Ein wichtiger Schritt der studentischen Begleiter ist der Weg aus der eigenen Komfortzone: “Bei der Anmeldung zum Buddy-Programm habe ich gehofft, einen Studierenden aus Europa zugeteilt zu bekommen, damit der Unterschied nicht zu krass ist. Heute bin ich froh über meinen Buddy aus China. Ich habe eine tolle Erfahrung gemacht und gemerkt, dass ich viel offener geworden bin”, berichtet Becker. “Ich habe im Tutorium gelernt, wieviel Spaß es mir macht, anderen Menschen etwas beizubringen und aus mir raus zu kommen”, ergänzt Ayan. Der Schritt lohnt sich: Durch den wertschätzenden Umgang mit Vielfalt bei Take.IN wird die Universität zum Erfahrungsraum, wovon auch das Umfeld der Teilnehmer profitiert. “Mit dem erworbenen Kompetenzportfolio fällt es leichter, mit neuen Situationen umzugehen und den eigenen Platz in der Gesellschaft zu definieren”, resümiert Lamberz.
Fit für die Zukunft
Die gesammelten Erfahrungen im Projekt sind auch für den späteren Berufsweg von Vorteil, zum Beispiel in Bewerbungsverfahren: “Mein jetziger Arbeitgeber stellt vermehrt Flüchtlinge in der Ausbildung ein. Meine Kompetenzen im Bereich Integration waren für ihn ausschlaggebend für meine Einstellung”, betont Ayan.

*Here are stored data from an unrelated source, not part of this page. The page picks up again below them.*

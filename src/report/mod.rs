//! Reporting utilities: coefficient rankings and formatted terminal output.

pub mod format;

pub use format::*;

use crate::error::AppError;
use crate::sparsenet::SparseNetFit;

/// One feature's row in the coefficient table.
#[derive(Debug, Clone, PartialEq)]
pub struct CoefficientRow {
    pub name: String,
    pub degree: f64,
    pub penalty_factor: f64,
    pub coefficient: f64,
}

/// Non-zero coefficients at `lambda`, largest magnitude first.
pub fn top_coefficients(
    fit: &SparseNetFit,
    feature_names: &[String],
    lambda: f64,
    top_n: usize,
) -> Result<Vec<CoefficientRow>, AppError> {
    let (_, beta) = fit.path.coefficients_at(lambda)?;
    let mut rows: Vec<CoefficientRow> = beta
        .iter()
        .enumerate()
        .filter(|(_, b)| **b != 0.0)
        .map(|(j, &b)| CoefficientRow {
            name: feature_names.get(j).cloned().unwrap_or_else(|| format!("x{}", j + 1)),
            degree: fit.degrees[j],
            penalty_factor: fit.penalty_factors[j],
            coefficient: b,
        })
        .collect();
    rows.sort_by(|a, b| b.coefficient.abs().total_cmp(&a.coefficient.abs()));
    rows.truncate(top_n);
    Ok(rows)
}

Das Projekt Take.IN setzt bewusst auf vorhandene Ressourcen in Form von talentierten Studierenden und nicht auf die Anpassung von momentan vorhandenen Bedarfen: “Die Gesellschaft verändert sich sowieso ständig. Wir können am besten von Vielfalt profitieren, wenn man Menschen das Gefühl gibt, die eigenen Stärken mit anderen teilen zu können,” erklärt Lamberz den Ansatz des Projektes. “Ich habe die Erfahrung gemacht: Auch wenn man nicht immer den Durchblick hat, kann man dennoch anderen Menschen helfen”, erzählt Ayan. “Manchmal reicht es, jemandem das Gefühl zu geben, das man für ihn da ist. So können wir das zurückgeben, wovon wir selber einmal profitiert haben”, freut sich Becker.